START Records shown
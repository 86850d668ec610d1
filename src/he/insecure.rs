//! A trivial (insecure) context that keeps slots in the clear, useful for testing.
//!
//! Arithmetic is exact, but level and scale are tracked with the same rules as a real scheme, so
//! depth exhaustion and scale mismatches surface here exactly as they would under encryption.

use crate::error::{MsrError, Result};
use crate::he::he::{pad_slots, rotate_slots, HeContext, LevelScale};

pub const INSECURE_DEFAULT_MAX_LEVEL: usize = 6;
pub const INSECURE_SCALE_BITS: f64 = 40_f64;

#[derive(Clone, Debug)]
pub struct InsecureContext {
    slot_capacity: usize,
    max_level: usize,
    native_cumulative_add: bool,
}

#[derive(Clone, Debug, PartialEq)]
pub struct InsecureCiphertext {
    slots: Vec<f64>,
    meta: LevelScale,
}

impl InsecureCiphertext {
    /// The raw slots. Only meaningful because nothing is encrypted.
    pub fn slots(&self) -> &[f64] {
        &self.slots
    }
}

impl InsecureContext {
    pub fn new(slot_capacity: usize) -> Self {
        InsecureContext {
            slot_capacity,
            max_level: INSECURE_DEFAULT_MAX_LEVEL,
            native_cumulative_add: true,
        }
    }

    pub fn with_max_level(mut self, max_level: usize) -> Self {
        self.max_level = max_level;
        self
    }

    /// Hides the native cumulative add, forcing callers onto rotation-based total sums.
    pub fn without_cumulative_add(mut self) -> Self {
        self.native_cumulative_add = false;
        self
    }

    fn check_len(&self, ct: &InsecureCiphertext) -> Result<()> {
        if ct.slots.len() != self.slot_capacity {
            return Err(MsrError::invariant(format!(
                "ciphertext has {} slots, context has {}",
                ct.slots.len(),
                self.slot_capacity
            )));
        }
        Ok(())
    }

    fn zip_with<F: Fn(f64, f64) -> f64>(
        &self,
        lhs: &InsecureCiphertext,
        rhs: &InsecureCiphertext,
        meta: LevelScale,
        f: F,
    ) -> Result<InsecureCiphertext> {
        self.check_len(lhs)?;
        self.check_len(rhs)?;
        Ok(InsecureCiphertext {
            slots: lhs
                .slots
                .iter()
                .zip(rhs.slots.iter())
                .map(|(a, b)| f(*a, *b))
                .collect(),
            meta,
        })
    }
}

impl HeContext for InsecureContext {
    type Ciphertext = InsecureCiphertext;

    fn print_summary(&self) {
        eprintln!(
            "Insecure context with {} slots, {} levels, native cumulative add {}",
            self.slot_capacity,
            self.max_level,
            if self.native_cumulative_add {
                "enabled"
            } else {
                "disabled"
            }
        );
    }

    fn slot_capacity(&self) -> usize {
        self.slot_capacity
    }

    fn max_level(&self) -> usize {
        self.max_level
    }

    fn base_scale_bits(&self) -> f64 {
        INSECURE_SCALE_BITS
    }

    fn encrypt(&self, values: &[f64]) -> Result<Self::Ciphertext> {
        Ok(InsecureCiphertext {
            slots: pad_slots(values, self.slot_capacity)?,
            meta: LevelScale::fresh(self.max_level, INSECURE_SCALE_BITS),
        })
    }

    fn decrypt(&self, ct: &Self::Ciphertext) -> Result<Vec<f64>> {
        self.check_len(ct)?;
        Ok(ct.slots.clone())
    }

    fn add(&self, lhs: &Self::Ciphertext, rhs: &Self::Ciphertext) -> Result<Self::Ciphertext> {
        let meta = lhs.meta.after_add(&rhs.meta)?;
        self.zip_with(lhs, rhs, meta, |a, b| a + b)
    }

    fn sub(&self, lhs: &Self::Ciphertext, rhs: &Self::Ciphertext) -> Result<Self::Ciphertext> {
        let meta = lhs.meta.after_add(&rhs.meta)?;
        self.zip_with(lhs, rhs, meta, |a, b| a - b)
    }

    fn mul_plain(&self, ct: &Self::Ciphertext, plain: &[f64]) -> Result<Self::Ciphertext> {
        self.check_len(ct)?;
        let plain = pad_slots(plain, self.slot_capacity)?;
        Ok(InsecureCiphertext {
            slots: ct
                .slots
                .iter()
                .zip(plain.iter())
                .map(|(a, p)| a * p)
                .collect(),
            meta: ct.meta.after_mul_plain(INSECURE_SCALE_BITS),
        })
    }

    fn mul(&self, lhs: &Self::Ciphertext, rhs: &Self::Ciphertext) -> Result<Self::Ciphertext> {
        let meta = lhs.meta.after_mul(&rhs.meta)?;
        self.zip_with(lhs, rhs, meta, |a, b| a * b)
    }

    fn rotate(&self, ct: &Self::Ciphertext, by: i64) -> Result<Self::Ciphertext> {
        self.check_len(ct)?;
        Ok(InsecureCiphertext {
            slots: rotate_slots(&ct.slots, by)?,
            meta: ct.meta,
        })
    }

    fn rescale(&self, ct: &Self::Ciphertext) -> Result<Self::Ciphertext> {
        Ok(InsecureCiphertext {
            slots: ct.slots.clone(),
            meta: ct.meta.after_rescale(INSECURE_SCALE_BITS)?,
        })
    }

    fn mod_switch(&self, ct: &Self::Ciphertext) -> Result<Self::Ciphertext> {
        Ok(InsecureCiphertext {
            slots: ct.slots.clone(),
            meta: ct.meta.after_mod_switch()?,
        })
    }

    fn level(&self, ct: &Self::Ciphertext) -> usize {
        ct.meta.level
    }

    fn scale_bits(&self, ct: &Self::Ciphertext) -> f64 {
        ct.meta.scale_bits
    }

    fn cumulative_add(&self, ct: &Self::Ciphertext) -> Option<Result<Self::Ciphertext>> {
        if !self.native_cumulative_add {
            return None;
        }
        let sum: f64 = ct.slots.iter().sum();
        Some(Ok(InsecureCiphertext {
            slots: vec![sum; ct.slots.len()],
            meta: ct.meta,
        }))
    }

    fn noise_estimate(&self, _ct: &Self::Ciphertext) -> Option<f64> {
        Some(0_f64)
    }
}

#[cfg(test)]
mod test {
    use super::*;

    #[test]
    fn test_encrypt_decrypt() {
        let ctx = InsecureContext::new(8);
        let ct = ctx.encrypt(&[1_f64, 2_f64, 3_f64]).unwrap();
        assert_eq!(
            ctx.decrypt(&ct).unwrap(),
            vec![1_f64, 2_f64, 3_f64, 0_f64, 0_f64, 0_f64, 0_f64, 0_f64]
        );
        assert_eq!(ctx.level(&ct), INSECURE_DEFAULT_MAX_LEVEL);
        assert!(matches!(
            ctx.encrypt(&[0_f64; 9]),
            Err(MsrError::Capacity { .. })
        ));
    }

    #[test]
    fn test_rotate() {
        let ctx = InsecureContext::new(4);
        let ct = ctx.encrypt(&[1_f64, 2_f64, 3_f64, 4_f64]).unwrap();
        let left = ctx.rotate(&ct, 1).unwrap();
        assert_eq!(left.slots(), &[2_f64, 3_f64, 4_f64, 1_f64]);
        let right = ctx.rotate(&ct, -1).unwrap();
        assert_eq!(right.slots(), &[4_f64, 1_f64, 2_f64, 3_f64]);
        assert!(matches!(
            ctx.rotate(&ct, 4),
            Err(MsrError::TypeOrRange { .. })
        ));
        assert!(matches!(
            ctx.rotate(&ct, -4),
            Err(MsrError::TypeOrRange { .. })
        ));
    }

    #[test]
    fn test_scale_discipline() {
        let ctx = InsecureContext::new(4).with_max_level(1);
        let ct = ctx.encrypt(&[2_f64, 4_f64]).unwrap();
        let half = ctx.mul_plain(&ct, &[0.5, 0.5]).unwrap();
        assert!(ctx.add(&ct, &half).is_err());

        let half = ctx.rescale(&half).unwrap();
        assert_eq!(ctx.level(&half), 0);
        assert_eq!(ctx.scale_bits(&half), INSECURE_SCALE_BITS);
        assert!(ctx.add(&ct, &half).is_err());

        let ct = ctx.mod_switch(&ct).unwrap();
        let sum = ctx.add(&ct, &half).unwrap();
        assert_eq!(&sum.slots()[..2], &[3_f64, 6_f64]);

        assert!(matches!(
            ctx.rescale(&sum),
            Err(MsrError::LevelExhausted { .. })
        ));
    }

    #[test]
    fn test_cumulative_add() {
        let ctx = InsecureContext::new(4);
        let ct = ctx.encrypt(&[1_f64, 2_f64, 3_f64]).unwrap();
        let total = ctx.cumulative_add(&ct).unwrap().unwrap();
        assert_eq!(total.slots(), &[6_f64; 4]);

        let ctx = ctx.without_cumulative_add();
        assert!(ctx.cumulative_add(&ct).is_none());
    }
}
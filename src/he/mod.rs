//! Homomorphic encryption contexts the statistics engine runs against.
pub mod he;
pub mod insecure;
pub mod noise_tracker;
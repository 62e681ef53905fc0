// Licensed under the Apache License, Version 2.0 (the "License");
// you may not use this file except in compliance with the License.
// You may obtain a copy of the License at
//
// http://www.apache.org/licenses/LICENSE-2.0
//
// Unless required by applicable law or agreed to in writing, software
// distributed under the License is distributed on an "AS IS" BASIS,
// WITHOUT WARRANTIES OR CONDITIONS OF ANY KIND, either express or implied.
// See the License for the specific language governing permissions and
// limitations under the License.
//
use bytes::Bytes;
use log::{debug, error, info, trace, warn};
use ssh_encoding::{Decode, Encode};

use crate::client::{Handler, Reply, Session};
use crate::helpers::{EncodedExt, NameList};
use crate::parsing::{ChannelOpenConfirmation, OpenChannelMessage};
use crate::session::{Encrypted, EncryptedState};
use crate::sshbuffer::IncomingSshPacket;
use crate::{auth, msg, ChannelId, ChannelMsg, ChannelOpenFailure, MethodSet};

/// Decode one field, folding the encoding error into [`crate::Error`].
fn field<T>(r: &mut &[u8]) -> Result<T, crate::Error>
where
    T: Decode<Error = ssh_encoding::Error>,
{
    Ok(T::decode(r)?)
}
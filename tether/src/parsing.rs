use ssh_encoding::Decode;

use crate::Error;

/// `CHANNEL_OPEN_CONFIRMATION` body (RFC 4254 §5.1).
#[derive(Debug)]
pub(crate) struct ChannelOpenConfirmation {
    pub recipient_channel: u32,
    pub sender_channel: u32,
    pub initial_window_size: u32,
    pub maximum_packet_size: u32,
}

impl ChannelOpenConfirmation {
    pub fn parse(r: &mut &[u8]) -> Result<Self, Error> {
        Ok(ChannelOpenConfirmation {
            recipient_channel: u32::decode(r)?,
            sender_channel: u32::decode(r)?,
            initial_window_size: u32::decode(r)?,
            maximum_packet_size: u32::decode(r)?,
        })
    }
}

/// The head of a server-initiated `CHANNEL_OPEN`. Parsed only far enough to
/// refuse it.
#[derive(Debug)]
pub(crate) struct OpenChannelMessage {
    pub typ: String,
    pub sender: u32,
}

impl OpenChannelMessage {
    pub fn parse(r: &mut &[u8]) -> Result<Self, Error> {
        Ok(OpenChannelMessage {
            typ: String::decode(r)?,
            sender: u32::decode(r)?,
        })
    }
}
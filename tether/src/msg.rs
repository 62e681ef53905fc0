// Licensed under the Apache License, Version 2.0 (the "License");
// you may not use this file except in compliance with the License.
// You may obtain a copy of the License at
//
// http://www.apache.org/licenses/LICENSE-2.0
//
// Unless required by applicable law or agreed to in writing, software
// distributed under the License is distributed on an "AS IS" BASIS,
// WITHOUT WARRANTIES OR CONDITIONS OF ANY KIND, either express or implied.
// See the License for the specific language governing permissions and
// limitations under the License.
//
// https://tools.ietf.org/html/rfc4253#section-12

pub const DISCONNECT: u8 = 1;
pub const IGNORE: u8 = 2;
pub const UNIMPLEMENTED: u8 = 3;
pub const DEBUG: u8 = 4;

pub const SERVICE_REQUEST: u8 = 5;
pub const SERVICE_ACCEPT: u8 = 6;
pub const KEXINIT: u8 = 20;
pub const NEWKEYS: u8 = 21;

// http://tools.ietf.org/html/rfc5656#section-7.1
pub const KEX_ECDH_INIT: u8 = 30;
pub const KEX_ECDH_REPLY: u8 = 31;

// https://tools.ietf.org/html/rfc4250#section-4.1.2
pub const USERAUTH_REQUEST: u8 = 50;
pub const USERAUTH_FAILURE: u8 = 51;
pub const USERAUTH_SUCCESS: u8 = 52;
pub const USERAUTH_BANNER: u8 = 53;
pub const USERAUTH_PK_OK: u8 = 60;

// https://tools.ietf.org/html/rfc4254#section-9
pub const GLOBAL_REQUEST: u8 = 80;
pub const REQUEST_SUCCESS: u8 = 81;
pub const REQUEST_FAILURE: u8 = 82;

pub const CHANNEL_OPEN: u8 = 90;
pub const CHANNEL_OPEN_CONFIRMATION: u8 = 91;
pub const CHANNEL_OPEN_FAILURE: u8 = 92;
pub const CHANNEL_WINDOW_ADJUST: u8 = 93;
pub const CHANNEL_DATA: u8 = 94;
pub const CHANNEL_EXTENDED_DATA: u8 = 95;
pub const CHANNEL_EOF: u8 = 96;
pub const CHANNEL_CLOSE: u8 = 97;
pub const CHANNEL_REQUEST: u8 = 98;
pub const CHANNEL_SUCCESS: u8 = 99;
pub const CHANNEL_FAILURE: u8 = 100;

pub const SSH_OPEN_ADMINISTRATIVELY_PROHIBITED: u8 = 1;

const ALL_KEX_MESSAGES: &[u8] = &[KEXINIT, KEX_ECDH_INIT, KEX_ECDH_REPLY, NEWKEYS];

pub(crate) fn is_kex_msg(msg: u8) -> bool {
    ALL_KEX_MESSAGES.contains(&msg)
}
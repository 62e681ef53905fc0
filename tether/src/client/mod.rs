// Licensed under the Apache License, Version 2.0 (the "License");
// you may not use this file except in compliance with the License.
// You may obtain a copy of the License at
//
// http://www.apache.org/licenses/LICENSE-2.0
//
// Unless required by applicable law or agreed to in writing, software
// distributed under the License is distributed on an "AS IS" BASIS,
// WITHOUT WARRANTIES OR CONDITIONS OF ANY KIND, either express or implied.
// See the License for the specific language governing permissions and
// limitations under the License.
//

//! The client session engine.
//!
//! Implement [`Handler`] (at least the host key policy), then call
//! [`connect`]. The returned [`Handle`] runs authentication and opens
//! channels while a spawned task drives the protocol:
//!
//! ```no_run
//! use std::sync::Arc;
//! use tether::client::{self, Config, Handler};
//!
//! struct Client;
//!
//! #[async_trait::async_trait]
//! impl Handler for Client {
//!     type Error = tether::Error;
//!
//!     async fn check_server_key(
//!         &mut self,
//!         server_public_key: &ssh_key::PublicKey,
//!     ) -> Result<bool, Self::Error> {
//!         // Fail-closed by default; consult a trust store here.
//!         Ok(false)
//!     }
//! }
//!
//! # async fn run() -> Result<(), tether::Error> {
//! let config = Arc::new(Config::default());
//! let mut session = client::connect(config, ("example.org", 22), Client).await?;
//! let auth = session.authenticate_password("user", "password").await?;
//! if auth.success() {
//!     let mut channel = session.channel_open_session().await?;
//!     channel.request_shell(true).await?;
//! }
//! # Ok(()) }
//! ```

use std::collections::HashMap;
use std::fmt::Debug;
use std::future::Future;
use std::num::Wrapping;
use std::pin::Pin;
use std::sync::Arc;
use std::task::{Context, Poll};
use std::time::Duration;

use async_trait::async_trait;
use log::{debug, error};
use ssh_encoding::Encode;
use ssh_key::PublicKey;
use tokio::io::{AsyncRead, AsyncWrite, AsyncWriteExt};
use tokio::net::{TcpStream, ToSocketAddrs};
use tokio::pin;
use tokio::sync::mpsc::{
    channel, unbounded_channel, Receiver, Sender, UnboundedReceiver, UnboundedSender,
};
use tokio::task::JoinHandle;

use crate::auth::{AuthFlow, AuthResult, Method};
use crate::cipher::{self, OpeningKey};
use crate::session::{CommonSession, Encrypted, EncryptedState};
use crate::sshbuffer::{read_ssh_id, IncomingSshPacket, PacketOrdering, PacketWriter, SSHBuffer};
use crate::{
    msg, Channel, ChannelId, ChannelMsg, Disconnect, Error, Limits, MethodSet, Preferred, SshId,
    TerminalSize,
};

mod encrypted;
mod kex;

use kex::{ClientKex, KexCause, KexProgress};

/// The configuration of a client.
#[derive(Debug)]
pub struct Config {
    /// The client ID string sent at the beginning of the protocol.
    pub client_id: SshId,
    /// Lists of preferred algorithms.
    pub preferred: Preferred,
    /// The initial receive window size of a channel.
    pub window_size: u32,
    /// The maximal size of a single packet.
    pub maximum_packet_size: u32,
    /// Byte and time thresholds after which a key re-exchange is started.
    pub limits: Limits,
    /// Time allowed for the version exchange and the first key exchange.
    /// `None` waits forever; on expiry the connection fails with
    /// [`Error::Timeout`].
    pub handshake_timeout: Option<Duration>,
}

impl Default for Config {
    fn default() -> Config {
        Config {
            client_id: SshId::Standard(format!(
                "SSH-2.0-{}_{}",
                env!("CARGO_PKG_NAME"),
                env!("CARGO_PKG_VERSION")
            )),
            preferred: Preferred::DEFAULT,
            window_size: 2097152,
            maximum_packet_size: 32768,
            limits: Limits::default(),
            handshake_timeout: None,
        }
    }
}

/// A client handler. Note that messages can be received from the server at
/// any time during a session.
#[async_trait]
pub trait Handler: Sized + Send {
    type Error: From<crate::Error> + Send + Debug;

    /// Called on the server's host key, during the first key exchange and
    /// again on every re-exchange. The connection fails closed with
    /// [`Error::HostKeyUntrusted`] unless this returns `Ok(true)`; consult a
    /// [trust store][crate::trust] here, and only learn keys on an explicit
    /// user decision.
    #[allow(unused_variables)]
    async fn check_server_key(
        &mut self,
        server_public_key: &PublicKey,
    ) -> Result<bool, Self::Error> {
        Ok(false)
    }

    /// Called when the server sends a banner during authentication.
    #[allow(unused_variables)]
    async fn auth_banner(&mut self, banner: &str) -> Result<(), Self::Error> {
        Ok(())
    }

    /// Called upon receiving the exit status of a remote program.
    #[allow(unused_variables)]
    async fn exit_status(
        &mut self,
        channel: ChannelId,
        exit_status: u32,
    ) -> Result<(), Self::Error> {
        Ok(())
    }
}

#[doc(hidden)]
#[derive(Debug)]
pub enum Msg {
    Authenticate {
        user: String,
        method: Method,
    },
    ChannelOpenSession {
        sender: UnboundedSender<ChannelMsg>,
    },
    Channel(ChannelId, ChannelMsg),
    Rekey,
    Disconnect {
        reason: Disconnect,
        description: String,
    },
}

impl From<(ChannelId, ChannelMsg)> for Msg {
    fn from((id, msg): (ChannelId, ChannelMsg)) -> Self {
        Msg::Channel(id, msg)
    }
}

#[derive(Debug)]
pub(crate) enum Reply {
    AuthSuccess,
    AuthFailure {
        remaining_methods: MethodSet,
        partial_success: bool,
    },
}

/// Handle to a session, used to authenticate, open channels and disconnect.
/// Dropping all handles (and channels) closes the session.
///
/// The handle is also a future: awaiting it joins the session task and
/// yields the error that ended the session, if any.
pub struct Handle<H: Handler> {
    sender: Sender<Msg>,
    receiver: UnboundedReceiver<Reply>,
    join: JoinHandle<Result<(), H::Error>>,
    authenticated: bool,
}

impl<H: Handler> Debug for Handle<H> {
    fn fmt(&self, f: &mut std::fmt::Formatter<'_>) -> std::fmt::Result {
        f.debug_struct("Handle")
            .field("authenticated", &self.authenticated)
            .finish()
    }
}

impl<H: Handler> Future for Handle<H> {
    type Output = Result<(), H::Error>;

    fn poll(mut self: Pin<&mut Self>, cx: &mut Context<'_>) -> Poll<Self::Output> {
        match Pin::new(&mut self.join).poll(cx) {
            Poll::Ready(Ok(result)) => Poll::Ready(result),
            Poll::Ready(Err(join_error)) => Poll::Ready(Err(Error::Join(join_error).into())),
            Poll::Pending => Poll::Pending,
        }
    }
}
END Records shown
Using the entries, return every line where the word "usize" can be found.

pub const INSECURE_DEFAULT_MAX_LEVEL: usize = 6;
    slot_capacity: usize,
    max_level: usize,
    pub fn new(slot_capacity: usize) -> Self {
    pub fn with_max_level(mut self, max_level: usize) -> Self {
    fn slot_capacity(&self) -> usize {
    fn max_level(&self) -> usize {
    fn level(&self, ct: &Self::Ciphertext) -> usize {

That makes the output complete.